▶ ABOUT THIS EXERCISE: Look for the word "TenantHandle" in the entries and copy each line where it appears.

▶ Excerpts from a dataset:
........
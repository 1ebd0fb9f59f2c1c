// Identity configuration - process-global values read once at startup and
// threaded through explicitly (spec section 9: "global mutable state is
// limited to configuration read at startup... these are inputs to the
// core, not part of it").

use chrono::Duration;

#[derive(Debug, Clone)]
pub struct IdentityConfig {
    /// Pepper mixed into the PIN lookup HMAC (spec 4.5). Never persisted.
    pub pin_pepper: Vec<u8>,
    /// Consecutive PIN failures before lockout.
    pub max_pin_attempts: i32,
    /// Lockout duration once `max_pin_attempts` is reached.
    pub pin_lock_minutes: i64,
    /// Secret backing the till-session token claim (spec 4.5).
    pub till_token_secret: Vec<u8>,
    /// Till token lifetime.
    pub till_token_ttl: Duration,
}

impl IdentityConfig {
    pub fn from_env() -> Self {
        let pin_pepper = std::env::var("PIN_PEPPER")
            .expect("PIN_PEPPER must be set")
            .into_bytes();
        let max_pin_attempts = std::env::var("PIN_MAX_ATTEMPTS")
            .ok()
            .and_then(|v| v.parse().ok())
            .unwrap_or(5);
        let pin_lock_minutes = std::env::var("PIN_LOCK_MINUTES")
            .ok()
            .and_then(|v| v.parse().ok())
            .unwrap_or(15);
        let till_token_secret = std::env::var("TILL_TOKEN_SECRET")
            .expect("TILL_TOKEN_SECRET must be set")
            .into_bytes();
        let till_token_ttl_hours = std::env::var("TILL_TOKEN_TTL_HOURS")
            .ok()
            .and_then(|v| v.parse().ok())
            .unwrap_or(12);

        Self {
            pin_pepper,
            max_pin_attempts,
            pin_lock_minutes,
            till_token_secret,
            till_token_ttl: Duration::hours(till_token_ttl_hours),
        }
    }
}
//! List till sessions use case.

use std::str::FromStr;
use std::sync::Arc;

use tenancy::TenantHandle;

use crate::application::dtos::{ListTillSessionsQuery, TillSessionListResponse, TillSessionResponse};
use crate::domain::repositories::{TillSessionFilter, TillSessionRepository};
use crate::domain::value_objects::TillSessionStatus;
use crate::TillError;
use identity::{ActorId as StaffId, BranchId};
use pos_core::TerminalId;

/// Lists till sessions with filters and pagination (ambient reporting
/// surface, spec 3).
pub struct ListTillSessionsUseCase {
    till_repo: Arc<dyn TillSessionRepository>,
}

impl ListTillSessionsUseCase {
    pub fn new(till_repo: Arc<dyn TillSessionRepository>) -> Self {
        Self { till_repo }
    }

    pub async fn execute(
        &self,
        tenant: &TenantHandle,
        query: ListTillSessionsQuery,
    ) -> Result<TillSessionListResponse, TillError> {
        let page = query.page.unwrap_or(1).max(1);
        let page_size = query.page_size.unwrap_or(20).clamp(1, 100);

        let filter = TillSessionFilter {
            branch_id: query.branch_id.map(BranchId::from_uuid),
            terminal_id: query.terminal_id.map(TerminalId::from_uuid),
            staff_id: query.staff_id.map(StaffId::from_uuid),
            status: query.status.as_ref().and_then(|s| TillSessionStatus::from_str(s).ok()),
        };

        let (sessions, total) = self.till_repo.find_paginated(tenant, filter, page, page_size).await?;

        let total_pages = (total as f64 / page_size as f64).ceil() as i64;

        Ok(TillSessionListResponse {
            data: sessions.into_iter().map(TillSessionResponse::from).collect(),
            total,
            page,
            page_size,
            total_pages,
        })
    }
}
........
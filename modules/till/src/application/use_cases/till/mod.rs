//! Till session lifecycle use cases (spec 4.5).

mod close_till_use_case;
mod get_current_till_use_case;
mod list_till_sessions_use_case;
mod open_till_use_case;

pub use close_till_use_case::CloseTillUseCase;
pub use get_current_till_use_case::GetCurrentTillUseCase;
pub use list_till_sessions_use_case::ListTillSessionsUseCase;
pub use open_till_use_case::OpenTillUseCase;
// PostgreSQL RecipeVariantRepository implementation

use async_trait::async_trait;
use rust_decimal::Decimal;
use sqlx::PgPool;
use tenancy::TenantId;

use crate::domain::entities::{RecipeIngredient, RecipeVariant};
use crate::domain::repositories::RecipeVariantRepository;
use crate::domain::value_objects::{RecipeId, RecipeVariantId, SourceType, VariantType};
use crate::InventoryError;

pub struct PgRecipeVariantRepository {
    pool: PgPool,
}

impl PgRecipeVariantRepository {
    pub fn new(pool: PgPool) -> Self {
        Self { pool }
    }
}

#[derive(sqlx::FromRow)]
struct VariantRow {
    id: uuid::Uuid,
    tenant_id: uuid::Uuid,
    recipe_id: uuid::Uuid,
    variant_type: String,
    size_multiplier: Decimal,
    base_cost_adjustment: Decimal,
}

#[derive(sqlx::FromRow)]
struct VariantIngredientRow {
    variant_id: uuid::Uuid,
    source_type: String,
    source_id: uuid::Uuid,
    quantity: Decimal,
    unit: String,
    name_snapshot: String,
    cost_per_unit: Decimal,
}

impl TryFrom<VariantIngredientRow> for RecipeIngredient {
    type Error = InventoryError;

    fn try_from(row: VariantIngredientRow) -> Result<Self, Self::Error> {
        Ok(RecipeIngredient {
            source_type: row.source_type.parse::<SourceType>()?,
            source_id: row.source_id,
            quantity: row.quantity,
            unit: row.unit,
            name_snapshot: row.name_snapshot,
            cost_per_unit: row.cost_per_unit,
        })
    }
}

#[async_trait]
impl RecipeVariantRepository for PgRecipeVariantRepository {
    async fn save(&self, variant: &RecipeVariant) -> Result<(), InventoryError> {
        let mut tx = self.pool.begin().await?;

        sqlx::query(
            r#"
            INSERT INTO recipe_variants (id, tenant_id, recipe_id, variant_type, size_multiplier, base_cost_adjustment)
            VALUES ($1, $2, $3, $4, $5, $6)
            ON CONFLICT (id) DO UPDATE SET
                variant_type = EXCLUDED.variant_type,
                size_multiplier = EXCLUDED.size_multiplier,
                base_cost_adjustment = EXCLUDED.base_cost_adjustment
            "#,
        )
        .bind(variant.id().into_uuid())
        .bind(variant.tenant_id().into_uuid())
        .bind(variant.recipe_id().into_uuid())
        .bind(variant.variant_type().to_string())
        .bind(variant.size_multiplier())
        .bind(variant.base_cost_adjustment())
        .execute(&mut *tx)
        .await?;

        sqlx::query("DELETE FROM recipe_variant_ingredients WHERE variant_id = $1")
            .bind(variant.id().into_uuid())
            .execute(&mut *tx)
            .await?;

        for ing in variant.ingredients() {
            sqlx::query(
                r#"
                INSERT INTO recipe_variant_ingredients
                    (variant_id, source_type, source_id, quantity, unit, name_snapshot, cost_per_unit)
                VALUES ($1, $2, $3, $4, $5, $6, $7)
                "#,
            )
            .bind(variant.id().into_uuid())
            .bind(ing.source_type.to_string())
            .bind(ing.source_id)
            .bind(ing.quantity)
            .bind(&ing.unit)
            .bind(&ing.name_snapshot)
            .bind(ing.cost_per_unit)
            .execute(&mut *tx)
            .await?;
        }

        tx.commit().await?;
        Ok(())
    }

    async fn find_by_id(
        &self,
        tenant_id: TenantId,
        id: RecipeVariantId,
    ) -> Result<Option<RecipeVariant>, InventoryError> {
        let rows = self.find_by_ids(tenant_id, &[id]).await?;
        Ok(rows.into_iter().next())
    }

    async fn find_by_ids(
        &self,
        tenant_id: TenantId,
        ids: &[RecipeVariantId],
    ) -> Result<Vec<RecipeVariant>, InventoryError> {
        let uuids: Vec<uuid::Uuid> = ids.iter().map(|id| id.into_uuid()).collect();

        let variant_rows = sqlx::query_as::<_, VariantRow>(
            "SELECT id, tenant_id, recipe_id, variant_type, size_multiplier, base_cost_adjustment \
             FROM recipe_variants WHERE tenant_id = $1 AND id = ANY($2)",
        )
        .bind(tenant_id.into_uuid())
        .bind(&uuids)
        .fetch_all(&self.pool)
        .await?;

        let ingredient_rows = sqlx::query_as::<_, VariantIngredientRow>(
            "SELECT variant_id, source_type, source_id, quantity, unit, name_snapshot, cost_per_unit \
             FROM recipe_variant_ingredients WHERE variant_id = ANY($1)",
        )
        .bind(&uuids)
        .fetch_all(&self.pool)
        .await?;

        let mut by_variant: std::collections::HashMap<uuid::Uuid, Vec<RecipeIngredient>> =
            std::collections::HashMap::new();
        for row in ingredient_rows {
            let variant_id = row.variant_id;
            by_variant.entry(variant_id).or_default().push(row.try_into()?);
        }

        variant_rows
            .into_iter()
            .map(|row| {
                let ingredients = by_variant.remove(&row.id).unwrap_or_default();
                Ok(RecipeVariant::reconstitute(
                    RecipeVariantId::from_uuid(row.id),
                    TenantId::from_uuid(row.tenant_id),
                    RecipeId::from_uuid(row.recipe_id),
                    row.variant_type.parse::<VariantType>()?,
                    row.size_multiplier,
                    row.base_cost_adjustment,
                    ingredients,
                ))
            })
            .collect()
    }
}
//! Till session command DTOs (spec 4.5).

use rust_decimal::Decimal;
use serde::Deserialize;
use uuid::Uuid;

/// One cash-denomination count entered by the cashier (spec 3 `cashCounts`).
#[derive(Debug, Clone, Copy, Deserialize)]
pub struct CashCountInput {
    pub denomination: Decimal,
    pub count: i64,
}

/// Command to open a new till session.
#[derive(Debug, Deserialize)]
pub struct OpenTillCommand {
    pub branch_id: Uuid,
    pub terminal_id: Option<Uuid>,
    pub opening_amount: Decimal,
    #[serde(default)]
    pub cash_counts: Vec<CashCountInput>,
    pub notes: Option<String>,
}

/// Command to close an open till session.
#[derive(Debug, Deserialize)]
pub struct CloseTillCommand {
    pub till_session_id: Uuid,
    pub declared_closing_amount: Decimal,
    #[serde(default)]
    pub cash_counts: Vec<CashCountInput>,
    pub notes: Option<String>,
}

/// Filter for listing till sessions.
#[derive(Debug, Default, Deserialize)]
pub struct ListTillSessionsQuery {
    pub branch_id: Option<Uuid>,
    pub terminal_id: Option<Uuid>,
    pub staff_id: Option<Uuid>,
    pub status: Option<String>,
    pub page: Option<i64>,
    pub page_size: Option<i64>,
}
........
▶ TASK SOLUTION:
use tenancy::TenantHandle;
        tenant: &TenantHandle,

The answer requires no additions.